- Task directions -
Each line of the records that holds "with" should be shown in full.

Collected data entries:
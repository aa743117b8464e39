use std::fmt;

use grantsync_error::{Result, SyncError};
use serde::{Deserialize, Serialize};

use crate::{NodeId, Principal};

/// Stored permission level of a grant.
///
/// The datastore encodes levels as cumulative bit masks, so the numeric
/// order is also the privilege order. Every level above `None` maps to the
/// same read/list right on the filesystem side.
#[derive(Debug, Clone, Copy, PartialEq, Eq, PartialOrd, Ord, Hash, Serialize, Deserialize)]
#[serde(rename_all = "snake_case")]
pub enum PermissionLevel {
    None,
    View,
    Download,
    Upload,
    Manage,
}

impl PermissionLevel {
    pub const ALL: [Self; 5] = [
        Self::None,
        Self::View,
        Self::Download,
        Self::Upload,
        Self::Manage,
    ];

    /// Decode a stored level. Unknown codes yield `None` so the caller can
    /// reject the grant with its full context.
    #[must_use]
    pub const fn from_code(code: i64) -> Option<Self> {
        match code {
            0 => Some(Self::None),
            1 => Some(Self::View),
            3 => Some(Self::Download),
            7 => Some(Self::Upload),
            15 => Some(Self::Manage),
            _ => None,
        }
    }

    /// Decode a stored level, rejecting unknown codes with their context.
    pub fn decode(node: NodeId, principal: &Principal, code: i64) -> Result<Self> {
        Self::from_code(code).ok_or_else(|| SyncError::UnrecognizedLevel {
            node_id: node.get(),
            principal: principal.to_string(),
            code,
        })
    }

    #[must_use]
    pub const fn code(self) -> i64 {
        match self {
            Self::None => 0,
            Self::View => 1,
            Self::Download => 3,
            Self::Upload => 7,
            Self::Manage => 15,
        }
    }

    /// "Any grant" in the reconciliation sense.
    #[must_use]
    pub fn is_granted(self) -> bool {
        self > Self::None
    }

    #[must_use]
    pub const fn as_str(self) -> &'static str {
        match self {
            Self::None => "none",
            Self::View => "view",
            Self::Download => "download",
            Self::Upload => "upload",
            Self::Manage => "manage",
        }
    }
}

impl fmt::Display for PermissionLevel {
    fn fmt(&self, f: &mut fmt::Formatter<'_>) -> fmt::Result {
        f.write_str(self.as_str())
    }
}

#[cfg(test)]
mod tests {
    use super::*;

    #[test]
    fn codes_round_trip() {
        for level in PermissionLevel::ALL {
            assert_eq!(PermissionLevel::from_code(level.code()), Some(level));
        }
    }

    #[test]
    fn unknown_codes_are_rejected() {
        for code in [-1, 2, 4, 5, 8, 16, 255] {
            assert_eq!(PermissionLevel::from_code(code), None, "code={code}");
        }
    }

    #[test]
    fn decode_carries_context() {
        let principal = Principal::from("valentin");
        assert_eq!(
            PermissionLevel::decode(NodeId(4), &principal, 15).unwrap(),
            PermissionLevel::Manage
        );
        let err = PermissionLevel::decode(NodeId(4), &principal, 6).unwrap_err();
        assert!(matches!(
            err,
            SyncError::UnrecognizedLevel { node_id: 4, code: 6, .. }
        ));
    }

    #[test]
    fn ordering_matches_privilege() {
        assert!(PermissionLevel::None < PermissionLevel::View);
        assert!(PermissionLevel::View < PermissionLevel::Download);
        assert!(PermissionLevel::Upload < PermissionLevel::Manage);
        assert!(!PermissionLevel::None.is_granted());
        assert!(PermissionLevel::View.is_granted());
        assert!(PermissionLevel::Manage.is_granted());
    }
}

- Solution for this exercise -
    /// reject the grant with its full context.
    /// Decode a stored level, rejecting unknown codes with their context.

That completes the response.